Por Gustavo Tatis Guerra
Diploma del Nobel a Gabriel García Márquez en 1982, conservado en la Biblioteca Nacional de Colombia, en Bogotá. /Fotografía de Lisbeth Salas
El hombre que está sentado frente a la ventana es Gabriel García Márquez.
A lo único que se parece ahora no es al hombre que he visto tantas veces en los periódicos y en la solapa de los libros. Se parece a Melquíades.
La mejor película que vive todos los días es la de sus recuerdos. Viaja por su memoria prodigiosa un tren amarillo y remoto que cruza por la estación de Aracataca, su aldea natal. Es como una aparición fantasmal, efímera, por la línea de sus recuerdos, y él va allá a bordo del tren, con sus ojos de niño asombrado por la ventanilla del vagón, leyendo en el paisaje un cielo de un azul diáfano y metálico, en donde crece el tierno y reverberante verdor de los platanales.
El río de la memoria fluye en el tiempo, intacto, desolado, con su lecho de piedras y sus mujeres invisibles que aún lavan en sus aguas y juegan en la penumbra a ser sombras alunadas. En medio del verano implacable, un niño abre su sombrilla al sol.
El tren que pasa ahora por las tardes, una vez a la semana, con pasajeros más fantasmales que los de la novela, no parecen ir a ninguna parte. Los niños inventaron su propio carrito de balinera para llevar los cántaros de agua sobre los rieles del tren, impulsados con remos al sol. En un parpadeo de la tarde, los muchachos que trabajan en las plantaciones bananeras imaginan, bajo el frescor de las hojas, las noches de cumbiamba y mazos de espermas envueltas en billetes y muchachitas que se desnudaban en la flor del fuego. Imaginan y recuerdan como si lo hubieran vivido el delirio mitológico de unos hombres, los de la compañía bananera, que parecían haber salido de una película del Oeste, silenciosos y distantes, y el aura feliz de quien está encubriendo un secreto fatal.

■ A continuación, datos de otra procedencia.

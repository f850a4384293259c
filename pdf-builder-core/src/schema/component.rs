//! Component nodes and their overlay records

use crate::geometry::Point;
use rand::Rng;
use serde::{Deserialize, Serialize};
use serde_json::{Map, Value};
use std::collections::HashSet;

/// Position of a component on the document, in viewer units
#[derive(Debug, Clone, Copy, PartialEq, Serialize, Deserialize)]
pub struct Overlay {
    /// 1-based page number; absent until the viewer has placed the component
    #[serde(default, skip_serializing_if = "Option::is_none")]
    pub page: Option<u32>,
    pub left: f64,
    pub top: f64,
    pub width: f64,
    pub height: f64,
}

impl Overlay {
    /// Width given to freshly dropped components
    pub const DEFAULT_WIDTH: f64 = 100.0;
    /// Height given to freshly dropped components
    pub const DEFAULT_HEIGHT: f64 = 20.0;

    /// Overlay at a drop offset with the default size and no page yet
    pub fn at(offset: Point) -> Self {
        Self {
            page: None,
            left: offset.x,
            top: offset.y,
            width: Self::DEFAULT_WIDTH,
            height: Self::DEFAULT_HEIGHT,
        }
    }

    /// Overlay with every field set
    pub fn on_page(page: u32, left: f64, top: f64, width: f64, height: f64) -> Self {
        Self {
            page: Some(page),
            left,
            top,
            width,
            height,
        }
    }
}

/// One node of the form schema tree
#[derive(Debug, Clone, Default, PartialEq, Serialize, Deserialize)]
pub struct ComponentNode {
    /// Instance id used by the viewer to address this node
    #[serde(default, skip_serializing_if = "String::is_empty")]
    pub id: String,

    /// Data key, unique across the whole form
    #[serde(default)]
    pub key: String,

    #[serde(rename = "type")]
    pub component_type: String,

    #[serde(default, skip_serializing_if = "Option::is_none")]
    pub label: Option<String>,

    #[serde(default, skip_serializing_if = "Option::is_none")]
    pub placeholder: Option<String>,

    #[serde(default, skip_serializing_if = "Vec::is_empty")]
    pub components: Vec<ComponentNode>,

    #[serde(default, skip_serializing_if = "Option::is_none")]
    pub overlay: Option<Overlay>,

    /// Type-specific configuration, preserved verbatim
    #[serde(flatten)]
    pub properties: Map<String, Value>,
}

impl ComponentNode {
    /// Create a bare node of the given type
    pub fn new(component_type: impl Into<String>) -> Self {
        Self {
            component_type: component_type.into(),
            ..Default::default()
        }
    }

    /// Set the key
    pub fn with_key(mut self, key: impl Into<String>) -> Self {
        self.key = key.into();
        self
    }

    /// Set the instance id
    pub fn with_id(mut self, id: impl Into<String>) -> Self {
        self.id = id.into();
        self
    }

    /// Set the label
    pub fn with_label(mut self, label: impl Into<String>) -> Self {
        self.label = Some(label.into());
        self
    }

    /// Append a child component
    pub fn with_child(mut self, child: ComponentNode) -> Self {
        self.components.push(child);
        self
    }

    /// Visit this node and all of its descendants, parents first
    pub fn walk<'a>(&'a self, visit: &mut impl FnMut(&'a ComponentNode)) {
        visit(self);
        for child in &self.components {
            child.walk(visit);
        }
    }

    /// Mutable variant of [`ComponentNode::walk`]
    pub fn walk_mut(&mut self, visit: &mut impl FnMut(&mut ComponentNode)) {
        visit(self);
        for child in &mut self.components {
            child.walk_mut(visit);
        }
    }

    /// Give this node and its descendants an instance id where they lack one
    ///
    /// New ids are drawn until they miss every id in `taken`, and are added
    /// to it.
    pub(crate) fn assign_missing_ids(&mut self, taken: &mut HashSet<String>) {
        self.assign_missing_ids_with(taken, &mut generate_id);
    }

    fn assign_missing_ids_with(
        &mut self,
        taken: &mut HashSet<String>,
        generate: &mut impl FnMut() -> String,
    ) {
        self.walk_mut(&mut |node| {
            if !node.id.is_empty() {
                return;
            }
            let id = loop {
                let candidate = generate();
                if !taken.contains(&candidate) {
                    break candidate;
                }
            };
            taken.insert(id.clone());
            node.id = id;
        });
    }
}

/// Instance ids look like `e` followed by seven lowercase hex digits
fn generate_id() -> String {
    let value: u32 = rand::thread_rng().gen_range(0..0x1000_0000);
    format!("e{value:07x}")
}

En ese pueblo cuya vida había transcurrido sigilosa, casi anónima desde su fundación en 1885, sobresaltada por una huelga que derivó en una noche de sangre bajo las bananeras en 1928, nació el 6 de marzo, nueve meses antes de la masacre, Gabriel García Márquez, el hombre cuya imaginación y vaticinio poético ha puesto a vivir el lado mágico de todas las cosas.
Tiene la voz recia de un Caribe desenfadado y tierno, un perfil de cantante de boleros, de reportero de nuevos augurios, de mago de feria y de alquimista.
Lo ha dicho como si se lo hubiera preguntado Marcel Proust: le gustaría vivir "junto al arroyo triste que está en el fondo de la Gioconda", y su color preferido es "el amarillo del mar Caribe a las tres de la tarde en Jamaica". (...)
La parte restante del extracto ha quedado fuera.